I took Wrex in for the sores on all 4 of his paws today:

A few weeks ago, when the grass reemerged, Wrex started gnawing on his feet. I thought he was bored and started giving him rawhides regularly (this was when the whole family was down sick.) On Friday last week, I took him in to be groomed, and had his feet shaved for the first time. That's when I saw the tender red spots. I thought they were razor burn and treated with a Lidocaine/Hydrocortizone spray. By Sunday they were worse, and had started to bleed after playing ball outside with my son. I bathed Wrex and then treated the sores with antibiotic spray, dabbed them with Neosporin and put socks on for a while so he couldn't lick it off. He was quite restless and uncomfortable, so I ended up giving him about 10ml of benedryl soaked into some bread. It calmed him down enough so that he would snooze, but he was still alert and not a zombie.

Based on his feet and the fact that he rubs his face frequently and that the whites of his eyes have a red cast to them more often than not, the doc recommended a 2 week trial of allergy pills that target environmental allergies. I asked about testing and was told (especially since he's only 9 months old) that they recommend doing testing at the end of the season-November. It runs $300-$400. If these pills don't help, then we can go that route. If they do help, then we know what's wrong, and we can get him relief right now. I brought home the pills to start today. The doc also sent home antibiotics because he has open wounds on his feet.

While we were there, I mentioned that all of a sudden (around the same time as the foot chewing) Wrex has been wetting in his crate.

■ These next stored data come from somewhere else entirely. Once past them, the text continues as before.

//! Recall application binary - composition root.
//!
//! Ties the Recall crates into a single executable:
//! 1. Load configuration from TOML
//! 2. Open the document store from its snapshot (or start empty)
//! 3. Run one command: `ingest`, `search`, or `stats`
//!
//! Results go to stdout as JSON; logs go to stderr.

mod cli;

use std::io::BufRead;
use std::path::Path;
use std::sync::Arc;

use clap::Parser;
use serde_json::json;

use recall_core::config::RecallConfig;
use recall_core::error::RecallError;
use recall_core::types::RetrievalRequest;
use recall_vector::embedding::HashEmbedding;
use recall_vector::pipeline::{Chunk, IngestPipeline};
use recall_vector::retriever::Retriever;
use recall_vector::store::DocumentStore;

use cli::{CliArgs, Command};

/// Open the store from `path`, or create an empty one shaped by the config.
fn open_store(config: &RecallConfig, path: &Path) -> Result<DocumentStore, RecallError> {
    if path.exists() {
        let store = DocumentStore::snapshot_load(path)?;
        if store.metric() != config.store.metric {
            tracing::warn!(
                snapshot = %store.metric(),
                configured = %config.store.metric,
                "Snapshot metric differs from configuration, using snapshot metric"
            );
        }
        tracing::info!(path = %path.display(), documents = store.size(), "Store loaded");
        return Ok(store);
    }

    tracing::info!(path = %path.display(), "No snapshot found, starting with an empty store");
    Ok(match config.store.dimension {
        Some(dim) => DocumentStore::with_dimension(config.store.metric, dim),
        None => DocumentStore::new(config.store.metric),
    })
}

/// Read one chunk per non-blank line of a JSONL file.
fn read_chunks(path: &Path) -> Result<Vec<Chunk>, RecallError> {
    let file = std::fs::File::open(path)?;
    let mut chunks = Vec::new();
    for (lineno, line) in std::io::BufReader::new(file).lines().enumerate() {
        let line = line?;
        if line.trim().is_empty() {
            continue;
        }
        let chunk: Chunk = serde_json::from_str(&line).map_err(|e| {
            RecallError::Serialization(format!("{}:{}: {}", path.display(), lineno + 1, e))
        })?;
        chunks.push(chunk);
    }
    Ok(chunks)
}

#[tokio::main]
async fn main() -> Result<(), Box<dyn std::error::Error>> {
    let args = CliArgs::parse();

    // Config. Read before tracing so the configured level applies.
    let config_file = args.resolve_config_path();
    let loaded = if config_file.exists() {
        Some(RecallConfig::load(&config_file))
    } else {
        None
    };
    let config_level = match &loaded {
        Some(Ok(config)) => config.general.log_level.clone(),
        _ => "info".to_string(),
    };

    // Tracing. RUST_LOG wins over --log-level, which wins over the config file.
    let level = args.resolve_log_level(&config_level);
    tracing_subscriber::fmt()
        .with_env_filter(
            tracing_subscriber::EnvFilter::try_from_default_env()
                .unwrap_or_else(|_| tracing_subscriber::EnvFilter::new(&level)),
        )
        .with_writer(std::io::stderr)
        .init();

    let config = match loaded {
        Some(Ok(config)) => {
            tracing::info!(path = %config_file.display(), "Configuration loaded");
            config
        }
        Some(Err(e)) => return Err(e.into()),
        None => {
            tracing::debug!(path = %config_file.display(), "No config file, using defaults");
            RecallConfig::default()
        }
    };

    let snapshot = config.snapshot_path();
    let store = Arc::new(open_store(&config, &snapshot)?);

    match args.command {
        Command::Ingest { file } => {
            let chunks = read_chunks(&file)?;
            tracing::info!(file = %file.display(), chunks = chunks.len(), "Ingesting");

            let pipeline = IngestPipeline::new(
                Arc::clone(&store),
                HashEmbedding::new(config.ingest.embedding_dim),
                config.ingest.batch_size,
            );
            let report = pipeline.ingest(chunks).await?;
            store.snapshot_save(&snapshot)?;

            println!(
                "{}",
                serde_json::to_string_pretty(&json!({
                    "stored": report.stored,
                    "skipped": report.skipped,
                    "documents": store.size(),
                    "snapshot": snapshot.display().to_string(),
                }))?
            );
        }
        Command::Search {
            query,
            top_k,
            threshold,
            weight,
            no_hybrid,
            filter,
            no_metadata,
        } => {
            // The CLI has no reranker collaborator; disable the stage up front
            // instead of warning on every call.
            let retriever = Retriever::new(
                Arc::clone(&store),
                HashEmbedding::new(config.ingest.embedding_dim),
                config.retrieval.clone(),
            );

            let mut request = RetrievalRequest::new(query)
                .reranking(false)
                .include_metadata(!no_metadata);
            if let Some(k) = top_k {
                request = request.top_k(k);
            }
            if let Some(t) = threshold {
                request = request.similarity_threshold(t);
            }
            if let Some(w) = weight {
                request = request.hybrid_weight(w);
            }
            if no_hybrid {
                request = request.hybrid(false);
            }
            if let Some(f) = cli::build_filter(&filter) {
                request = request.filter(f);
            }

            let response = retriever.retrieve(&request).await?;
            println!("{}", serde_json::to_string_pretty(&response)?);
        }
        Command::Stats => {
            println!(
                "{}",
                serde_json::to_string_pretty(&json!({
                    "documents": store.size(),
                    "dimension": store.dimension(),
                    "metric": store.metric(),
                    "snapshot": snapshot.display().to_string(),
                }))?
            );
        }
    }

    Ok(())
}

It's random and infrequent, but out of character for him. I thought maybe I wasn't taking him out often enough but he can spend all 10 hours over night with no problem, but pee if he's in there for 2 hours while I cook dinner...even if he went out before hand. They did a urinalysis to check for an infection, which came back clean. However, they discovered that the PH of his urine is high. It registered 8, when it should be closer to 6. Also, there are crystals in his urine. They took him back for x-rays to be sure he hadn't formed any bladder stones yet. No stones, thank goodness. The doc said that the prescription diets that are recommended for this contain Chicken and/or glutens, both of which we've removed from his diet, so for now, I'm being encouraged to have him drink as much water as I can and reduce/eliminate beef products, as Beef is a high food allergen. That means no more rawhides, and no more beef jerky treats that he loves. Beef protein is a large component of the food he is currently eating (TOTW High Prairie Puppy), so I need to do some research and move him to something new. Maybe duck, maybe fish? I need to have another urinalysis done in a month to see if the condition has improved.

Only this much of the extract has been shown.